- **Task details**
Which of the lines below include "link"? Each one should be copied out.

· · · · ·

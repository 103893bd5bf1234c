//! Test doubles: a recording `Messenger` with failure injection and update builders.

use std::sync::{
  atomic::{AtomicBool, AtomicI32, Ordering},
  Mutex,
};

use async_trait::async_trait;
use chrono::{TimeZone, Utc};

use crate::domain::{IncomingMessage, MessageId, Reaction, ReplyTo, Sender, ThreadId, Update, UserId};
use crate::telegram::{Messenger, TelegramError};

pub const BOT_ID: UserId = 1;

#[derive(Clone, Debug, PartialEq)]
pub enum Call {
  SpoilerLink { thread_id: ThreadId, header: String, link: String, id: MessageId },
  Sticker { thread_id: ThreadId, sticker_id: String, id: MessageId },
  Pin(MessageId),
  Unpin(MessageId),
  Reaction(MessageId, Reaction),
}

#[derive(Default)]
pub struct Failures {
  pub send: AtomicBool,
  pub sticker: AtomicBool,
  pub pin: AtomicBool,
  pub unpin: AtomicBool,
  pub reaction: AtomicBool,
}

pub struct FakeMessenger {
  next_id: AtomicI32,
  calls: Mutex<Vec<Call>>,
  pub fail: Failures,
}

impl FakeMessenger {
  pub fn new() -> Self {
    Self { next_id: AtomicI32::new(100), calls: Mutex::new(Vec::new()), fail: Failures::default() }
  }

  pub fn calls(&self) -> Vec<Call> {
    self.calls.lock().unwrap().clone()
  }

  pub fn reactions(&self) -> Vec<(MessageId, Reaction)> {
    self.calls()
      .into_iter()
      .filter_map(|c| match c {
        Call::Reaction(id, r) => Some((id, r)),
        _ => None,
      })
      .collect()
  }

  pub fn clear(&self) {
    self.calls.lock().unwrap().clear();
  }

  fn record(&self, call: Call) {
    self.calls.lock().unwrap().push(call);
  }

  fn check(flag: &AtomicBool, method: &'static str) -> Result<(), TelegramError> {
    if flag.load(Ordering::SeqCst) {
      return Err(TelegramError::Api { method, description: "Bad Request: injected".into() });
    }
    Ok(())
  }
}

#[async_trait]
impl Messenger for FakeMessenger {
  fn bot_id(&self) -> UserId {
    BOT_ID
  }

  async fn send_spoiler_link(&self, thread_id: ThreadId, header: &str, link: &str) -> Result<MessageId, TelegramError> {
    Self::check(&self.fail.send, "sendMessage")?;
    let id = self.next_id.fetch_add(1, Ordering::SeqCst);
    self.record(Call::SpoilerLink { thread_id, header: header.into(), link: link.into(), id });
    Ok(id)
  }

  async fn send_sticker(&self, thread_id: ThreadId, sticker_id: &str) -> Result<MessageId, TelegramError> {
    Self::check(&self.fail.sticker, "sendSticker")?;
    let id = self.next_id.fetch_add(1, Ordering::SeqCst);
    self.record(Call::Sticker { thread_id, sticker_id: sticker_id.into(), id });
    Ok(id)
  }

  async fn pin(&self, message_id: MessageId) -> Result<(), TelegramError> {
    Self::check(&self.fail.pin, "pinChatMessage")?;
    self.record(Call::Pin(message_id));
    Ok(())
  }

  async fn unpin(&self, message_id: MessageId) -> Result<(), TelegramError> {
    Self::check(&self.fail.unpin, "unpinChatMessage")?;
    self.record(Call::Unpin(message_id));
    Ok(())
  }

  async fn set_reaction(&self, message_id: MessageId, reaction: Reaction) -> Result<(), TelegramError> {
    Self::check(&self.fail.reaction, "setMessageReaction")?;
    self.record(Call::Reaction(message_id, reaction));
    Ok(())
  }
}

/// A message from `user_id` in `thread_id` replying to the bot's post `reply_to`.
pub fn reply(update_id: i64, thread_id: ThreadId, user_id: UserId, reply_to: MessageId) -> Update {
  Update {
    update_id,
    message: Some(IncomingMessage {
      id: 10_000 + update_id as MessageId,
      thread_id: Some(thread_id),
      sender: Some(Sender { id: user_id, username: None, is_bot: false }),
      reply_to: Some(ReplyTo { id: reply_to, sender_id: Some(BOT_ID) }),
      text: None,
      has_photo: false,
      has_media_spoiler: false,
      date: Utc.with_ymd_and_hms(2024, 3, 2, 9, 0, 0).unwrap(),
    }),
  }
}

pub fn with_text(mut update: Update, text: &str) -> Update {
  if let Some(m) = update.message.as_mut() {
    m.text = Some(text.into());
  }
  update
}

pub fn with_photo(mut update: Update, spoiler: bool) -> Update {
  if let Some(m) = update.message.as_mut() {
    m.has_photo = true;
    m.has_media_spoiler = spoiler;
  }
  update
}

· · · · ·

- **Response below**
  SpoilerLink { thread_id: ThreadId, header: String, link: String, id: MessageId },
  async fn send_spoiler_link(&self, thread_id: ThreadId, header: &str, link: &str) -> Result<MessageId, TelegramError> {
    self.record(Call::SpoilerLink { thread_id, header: header.into(), link: link.into(), id });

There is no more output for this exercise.